性感染を予防するために、コンドームを着用するとともに、不特定多数との接触を避けるようにしましょう。
衣類の共有を控える
「トリコモナス原虫」は、まれにタオルの共有や、お風呂に一緒に入ることで感染する場合があります。
とくに感染がわかっている場合には、性交渉を控えることはもちろん、タオルや下着などの「衣類」の共有や一緒にお風呂に入ることは控えましょう。
パートナーの治療
「トリコモナス原虫」は性行為によって感染します。
ご自身が「腟トリコモナス症」だとわかった場合には、パートナーも検査を受けて、治療をするようにしましょう。検査でトリコモナスが確認されない場合にも、疑わしい場合には治療が行われる場合もあります。
まとめ
- 腟トリコモナス症は、「トリコモナス原虫」によって引き起こされる感染症のことです。
- 腟トリコモナス症は、「陰部のかゆみ・痛み」「帯下異常」「排尿時痛」などの症状が起こります。
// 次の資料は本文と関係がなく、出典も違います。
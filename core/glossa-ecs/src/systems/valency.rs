use crate::components::{Morphology, Syntax, TokenData};
use crate::SentenceWorld;
use glossa_protocol::{
    ArchivedLexicon, DependencyRelation, Diagnostic, DiagnosticKind, Valency, Voice,
};

/// Argument-structure check: does each finite verb carry the edges its
/// lemma demands?
///
/// Voice is read through `syntactic_voice`, so deponents are treated as
/// active and still expect their object, while a true passive has its
/// object promoted away and is exempt.
pub fn check_valency(world: &SentenceWorld, lexicon: &ArchivedLexicon) -> Vec<Diagnostic> {
    let mut edges: Vec<(hecs::Entity, DependencyRelation)> = Vec::new();
    for (_id, syntax) in world.inner().query::<&Syntax>().iter() {
        edges.push((syntax.head, syntax.relation));
    }

    let mut diagnostics = Vec::new();

    for (entity, (morph, token)) in world.inner().query::<(&Morphology, &TokenData)>().iter() {
        if !morph.tags.is_finite_verb() {
            continue;
        }
        let Some(lemma_id) = morph.lemma else {
            continue;
        };
        let Some(lemma) = lexicon.lemma(lemma_id) else {
            continue;
        };
        if morph.tags.syntactic_voice() == Some(Voice::Passive) {
            continue;
        }

        let objects = edges
            .iter()
            .filter(|(head, rel)| *head == entity && *rel == DependencyRelation::Obj)
            .count();
        let indirect = edges
            .iter()
            .filter(|(head, rel)| *head == entity && *rel == DependencyRelation::Iobj)
            .count();

        if lemma.valency == Valency::Transitive && objects == 0 {
            diagnostics.push(Diagnostic::new(
                DiagnosticKind::ValencyViolation,
                Some(token.span),
                format!("Transitive verb '{}' has no object", token.text),
            ));
        } else if lemma.valency == Valency::Intransitive && objects > 0 {
            diagnostics.push(Diagnostic::new(
                DiagnosticKind::ValencyViolation,
                Some(token.span),
                format!("Intransitive verb '{}' takes no object", token.text),
            ));
        } else if lemma.valency == Valency::Ditransitive && (objects == 0 || indirect == 0) {
            diagnostics.push(Diagnostic::new(
                DiagnosticKind::ValencyViolation,
                Some(token.span),
                format!(
                    "Ditransitive verb '{}' is missing an object or recipient",
                    token.text
                ),
            ));
        }
    }

    diagnostics
}
#![no_std]

extern crate alloc;

#[cfg(any(test, feature = "std"))]
extern crate std;

pub mod engine;
pub mod orthography;

pub use engine::Morphology;

use core::fmt;

use glossa_protocol::{LemmaId, ParadigmId, TagSet};

#[derive(Debug, Clone, Copy, PartialEq, Eq)]
pub enum MorphError {
    UnknownLemma(LemmaId),
    MissingParadigm(ParadigmId),
    /// No rule produces this tag combination under the lemma's paradigm
    /// (e.g. a Vocative requested of a paradigm lacking one). Recoverable.
    UnsupportedTagCombination { lemma: LemmaId, tags: TagSet },
}

impl fmt::Display for MorphError {
    fn fmt(&self, f: &mut fmt::Formatter<'_>) -> fmt::Result {
        match self {
            MorphError::UnknownLemma(id) => write!(f, "Unknown lemma id {}", id.0),
            MorphError::MissingParadigm(id) => write!(f, "Missing paradigm id {}", id.0),
            MorphError::UnsupportedTagCombination { lemma, tags } => write!(
                f,
                "Lemma {} has no form for tags {:?}",
                lemma.0, tags
            ),
        }
    }
}

#[cfg(feature = "std")]
impl std::error::Error for MorphError {}

#[cfg(test)]
mod tests {
    use super::*;
    use alloc::string::String;
    use alloc::vec::Vec;
    use glossa_protocol::{
        Gender, InflectionRule, Lemma, Lexicon, Paradigm, PartOfSpeech, Register, TagSet, Valency,
    };
    use proptest::prelude::*;

    fn lemma(
        id: u32,
        text: &str,
        stems: &[&str],
        paradigm: u32,
        pos: PartOfSpeech,
        gender: Gender,
    ) -> Lemma {
        Lemma {
            id: LemmaId(id),
            text: String::from(text),
            stems: stems.iter().map(|s| String::from(*s)).collect(),
            paradigm: ParadigmId(paradigm),
            pos,
            gender,
            freq_rank: id * 10,
            valency: Valency::None,
            register: Register::Standard,
            deponent: false,
            governs: 0,
        }
    }

    fn rule(tags: TagSet, stem: u8, suffix: &str) -> InflectionRule {
        InflectionRule {
            tags: tags.bits(),
            stem,
            suffix: String::from(suffix),
        }
    }

    fn sample_lexicon_bytes() -> rkyv::AlignedVec {
        use TagSet as T;

        let article = Paradigm {
            id: ParadigmId(0),
            pos: PartOfSpeech::Article,
            endings: alloc::vec![
                rule(T::NOMINATIVE | T::MASCULINE | T::SINGULAR, 0, "ο"),
                rule(T::GENITIVE | T::MASCULINE | T::SINGULAR, 0, "του"),
                rule(T::ACCUSATIVE | T::MASCULINE | T::SINGULAR, 0, "τον"),
                rule(T::NOMINATIVE | T::FEMININE | T::SINGULAR, 0, "η"),
                rule(T::GENITIVE | T::FEMININE | T::SINGULAR, 0, "της"),
                rule(T::ACCUSATIVE | T::FEMININE | T::SINGULAR, 0, "την"),
                rule(T::NOMINATIVE | T::NEUTER | T::SINGULAR, 0, "το"),
                rule(T::ACCUSATIVE | T::NEUTER | T::SINGULAR, 0, "το"),
                rule(T::NOMINATIVE | T::MASCULINE | T::PLURAL, 0, "οι"),
                rule(T::NOMINATIVE | T::FEMININE | T::PLURAL, 0, "οι"),
                rule(T::ACCUSATIVE | T::MASCULINE | T::PLURAL, 0, "τους"),
                rule(T::ACCUSATIVE | T::FEMININE | T::PLURAL, 0, "τις"),
                rule(T::NOMINATIVE | T::NEUTER | T::PLURAL, 0, "τα"),
                rule(T::ACCUSATIVE | T::NEUTER | T::PLURAL, 0, "τα"),
            ],
        };

        let masc_os = Paradigm {
            id: ParadigmId(1),
            pos: PartOfSpeech::Noun,
            endings: alloc::vec![
                rule(T::NOMINATIVE | T::MASCULINE | T::SINGULAR, 0, "ος"),
                rule(T::GENITIVE | T::MASCULINE | T::SINGULAR, 1, "ου"),
                rule(T::ACCUSATIVE | T::MASCULINE | T::SINGULAR, 0, "ο"),
                rule(T::VOCATIVE | T::MASCULINE | T::SINGULAR, 0, "ε"),
                rule(T::NOMINATIVE | T::MASCULINE | T::PLURAL, 0, "οι"),
                rule(T::GENITIVE | T::MASCULINE | T::PLURAL, 1, "ων"),
                rule(T::ACCUSATIVE | T::MASCULINE | T::PLURAL, 1, "ους"),
            ],
        };

        // Anisosyllabic class: the plural grows a syllable via stem slot 1.
        let masc_as = Paradigm {
            id: ParadigmId(2),
            pos: PartOfSpeech::Noun,
            endings: alloc::vec![
                rule(T::NOMINATIVE | T::MASCULINE | T::SINGULAR, 0, "ς"),
                rule(T::GENITIVE | T::MASCULINE | T::SINGULAR, 0, ""),
                rule(T::ACCUSATIVE | T::MASCULINE | T::SINGULAR, 0, ""),
                rule(T::NOMINATIVE | T::MASCULINE | T::PLURAL, 1, "ες"),
                rule(T::GENITIVE | T::MASCULINE | T::PLURAL, 1, "ων"),
                rule(T::ACCUSATIVE | T::MASCULINE | T::PLURAL, 1, "ες"),
            ],
        };

        let verb_active = Paradigm {
            id: ParadigmId(3),
            pos: PartOfSpeech::Verb,
            endings: alloc::vec![
                rule(
                    T::FIRST_PERSON | T::SINGULAR | T::IMPERFECTIVE | T::NONPAST | T::ACTIVE | T::INDICATIVE,
                    0,
                    "ω"
                ),
                rule(
                    T::FIRST_PERSON | T::SINGULAR | T::IMPERFECTIVE | T::NONPAST | T::ACTIVE | T::SUBJUNCTIVE,
                    0,
                    "ω"
                ),
                rule(
                    T::THIRD_PERSON | T::SINGULAR | T::IMPERFECTIVE | T::NONPAST | T::ACTIVE | T::INDICATIVE,
                    0,
                    "ει"
                ),
                rule(
                    T::THIRD_PERSON | T::SINGULAR | T::IMPERFECTIVE | T::NONPAST | T::ACTIVE | T::SUBJUNCTIVE,
                    0,
                    "ει"
                ),
                rule(
                    T::FIRST_PERSON | T::SINGULAR | T::PERFECTIVE | T::NONPAST | T::ACTIVE | T::SUBJUNCTIVE,
                    1,
                    "ω"
                ),
                rule(
                    T::FIRST_PERSON | T::SINGULAR | T::PERFECTIVE | T::PAST | T::ACTIVE | T::INDICATIVE,
                    2,
                    "α"
                ),
            ],
        };

        let verb_deponent = Paradigm {
            id: ParadigmId(4),
            pos: PartOfSpeech::Verb,
            endings: alloc::vec![
                rule(
                    T::FIRST_PERSON | T::SINGULAR | T::IMPERFECTIVE | T::NONPAST | T::PASSIVE | T::INDICATIVE,
                    0,
                    "ομαι"
                ),
                rule(
                    T::FIRST_PERSON | T::SINGULAR | T::IMPERFECTIVE | T::NONPAST | T::PASSIVE | T::SUBJUNCTIVE,
                    0,
                    "ομαι"
                ),
                rule(
                    T::THIRD_PERSON | T::SINGULAR | T::IMPERFECTIVE | T::NONPAST | T::PASSIVE | T::INDICATIVE,
                    0,
                    "εται"
                ),
            ],
        };

        let mut erchomai = lemma(
            4,
            "έρχομαι",
            &["έρχ"],
            4,
            PartOfSpeech::Verb,
            Gender::Neuter,
        );
        erchomai.deponent = true;
        erchomai.valency = Valency::Intransitive;

        let mut diavazo = lemma(
            3,
            "διαβάζω",
            &["διαβάζ", "διαβάσ", "διάβασ"],
            3,
            PartOfSpeech::Verb,
            Gender::Neuter,
        );
        diavazo.valency = Valency::Transitive;

        let lexicon = Lexicon {
            version: 1,
            lemmas: alloc::vec![
                lemma(0, "ο", &[""], 0, PartOfSpeech::Article, Gender::Masculine),
                lemma(
                    1,
                    "άνθρωπος",
                    &["άνθρωπ", "ανθρώπ"],
                    1,
                    PartOfSpeech::Noun,
                    Gender::Masculine
                ),
                lemma(
                    2,
                    "ψαράς",
                    &["ψαρά", "ψαράδ"],
                    2,
                    PartOfSpeech::Noun,
                    Gender::Masculine
                ),
                diavazo,
                erchomai,
            ],
            paradigms: alloc::vec![article, masc_os, masc_as, verb_active, verb_deponent],
        };

        rkyv::to_bytes::<_, 8192>(&lexicon).expect("Failed to serialize fixture lexicon")
    }

    #[test]
    fn round_trip_holds_for_every_paradigm_cell() {
        let bytes = sample_lexicon_bytes();
        let lexicon = rkyv::check_archived_root::<Lexicon>(&bytes).expect("valid archive");
        let morph = Morphology::new(lexicon);

        for (l_idx, entry) in lexicon.lemmas.iter().enumerate() {
            let id = LemmaId(l_idx as u32);
            let paradigm = lexicon.paradigm(ParadigmId(entry.paradigm.0)).unwrap();
            for rule in paradigm.endings.iter() {
                if rule.stem as usize >= entry.stems.len() {
                    continue;
                }
                let mut tags = rule.tags();
                if entry.deponent {
                    tags |= TagSet::DEPONENT;
                }
                let form = morph.generate(id, tags).expect("cell must generate");
                let candidates = morph.analyze(&form);
                assert!(
                    candidates.iter().any(|c| c.lemma == id && c.tags == tags),
                    "analyze({form}) lost ({}, {tags:?})",
                    entry.text.as_str(),
                );
            }
        }
    }

    #[test]
    fn analyze_is_accent_and_case_insensitive() {
        let bytes = sample_lexicon_bytes();
        let lexicon = rkyv::check_archived_root::<Lexicon>(&bytes).unwrap();
        let morph = Morphology::new(lexicon);

        let wanted = TagSet::NOMINATIVE | TagSet::MASCULINE | TagSet::SINGULAR;
        for surface in ["άνθρωπος", "Άνθρωπος", "ΑΝΘΡΩΠΟΣ"] {
            let candidates = morph.analyze(surface);
            assert!(
                candidates
                    .iter()
                    .any(|c| c.lemma == LemmaId(1) && c.tags == wanted),
                "missing nominative reading for {surface}",
            );
        }
    }

    #[test]
    fn ambiguity_is_separate_resolved_candidates() {
        let bytes = sample_lexicon_bytes();
        let lexicon = rkyv::check_archived_root::<Lexicon>(&bytes).unwrap();
        let morph = Morphology::new(lexicon);

        // "το" is the neuter article in both Nominative and Accusative.
        let candidates = morph.analyze("το");
        assert!(candidates.len() >= 2);
        for c in &candidates {
            assert!(c.tags.is_resolved(), "unresolved candidate {c:?}");
        }
    }

    #[test]
    fn analyze_oov_is_empty_not_error() {
        let bytes = sample_lexicon_bytes();
        let lexicon = rkyv::check_archived_root::<Lexicon>(&bytes).unwrap();
        let morph = Morphology::new(lexicon);

        assert!(morph.analyze("ξωτικό").is_empty());
    }

    #[test]
    fn generate_rejects_unsupported_combination() {
        let bytes = sample_lexicon_bytes();
        let lexicon = rkyv::check_archived_root::<Lexicon>(&bytes).unwrap();
        let morph = Morphology::new(lexicon);

        // The article paradigm has no Vocative cell.
        let tags = TagSet::VOCATIVE | TagSet::MASCULINE | TagSet::SINGULAR;
        let err = morph.generate(LemmaId(0), tags).unwrap_err();
        assert_eq!(
            err,
            MorphError::UnsupportedTagCombination {
                lemma: LemmaId(0),
                tags
            }
        );
    }

    #[test]
    fn anisosyllabic_plural_uses_mutated_stem() {
        let bytes = sample_lexicon_bytes();
        let lexicon = rkyv::check_archived_root::<Lexicon>(&bytes).unwrap();
        let morph = Morphology::new(lexicon);

        let plural = morph
            .generate(
                LemmaId(2),
                TagSet::NOMINATIVE | TagSet::MASCULINE | TagSet::PLURAL,
            )
            .unwrap();
        assert_eq!(plural, "ψαράδες");

        let singular = morph
            .generate(
                LemmaId(2),
                TagSet::NOMINATIVE | TagSet::MASCULINE | TagSet::SINGULAR,
            )
            .unwrap();
        assert_eq!(singular, "ψαράς");
    }

    #[test]
    fn deponent_readings_carry_the_flag() {
        let bytes = sample_lexicon_bytes();
        let lexicon = rkyv::check_archived_root::<Lexicon>(&bytes).unwrap();
        let morph = Morphology::new(lexicon);

        let candidates = morph.analyze("έρχομαι");
        assert!(!candidates.is_empty());
        for c in &candidates {
            assert!(c.tags.contains(TagSet::DEPONENT));
            assert_eq!(
                c.tags.syntactic_voice(),
                Some(glossa_protocol::Voice::Active)
            );
        }
    }

    proptest! {
        #[test]
        fn test_safe_generation(stem in "[α-ρτ-ω]{1,8}", suffix in "[α-ρτ-ω]{0,4}") {
            let lexicon = Lexicon {
                version: 1,
                lemmas: alloc::vec![Lemma {
                    id: LemmaId(0),
                    text: stem.clone(),
                    stems: alloc::vec![stem.clone()],
                    paradigm: ParadigmId(0),
                    pos: PartOfSpeech::Noun,
                    gender: Gender::Neuter,
                    freq_rank: 0,
                    valency: Valency::None,
                    register: Register::Standard,
                    deponent: false,
                    governs: 0,
                }],
                paradigms: alloc::vec![Paradigm {
                    id: ParadigmId(0),
                    pos: PartOfSpeech::Noun,
                    endings: alloc::vec![rule(TagSet::NOMINATIVE, 0, &suffix)],
                }],
            };

            let bytes = rkyv::to_bytes::<_, 4096>(&lexicon).unwrap();
            let archived = rkyv::check_archived_root::<Lexicon>(&bytes).unwrap();
            let morph = Morphology::new(archived);

            let result = morph.generate(LemmaId(0), TagSet::NOMINATIVE);
            prop_assert_eq!(result.unwrap(), alloc::format!("{}{}", stem, suffix));

            let found: Vec<_> = morph.analyze(&alloc::format!("{}{}", stem, suffix));
            prop_assert!(found.iter().any(|c| c.lemma == LemmaId(0)));
        }
    }
}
- 腟トリコモナス症は、「腟鏡診」「視診」「おりもの検査」などで診断されます。
- 腟トリコモナス症は、「経口抗生剤」や「腟錠抗生剤」などで治療されます。
- 腟トリコモナス症は、「コンドームの着用」「衣類の共有を控える」「パートナーの治療」などで予防します。
今回は「腟トリコモナス症」について説明しました。
性行為をしてから「おりもの」がいつもと違う…
秘境の温泉でうつされたかも…
陰部のかゆみ・痛みがつらい!
など「腟トリコモナス症」の感染が心配な場合に、婦人科を受診するかどうか迷ってしまう場合があるかと思います。
勇気を出して婦人科を受診して相談するようにしましょう。
きっとあなたの悩みが解決できます。
この記事によって、「腟トリコモナス症」についての理解が深まり、一人でも多くの人に役立つことを願っています。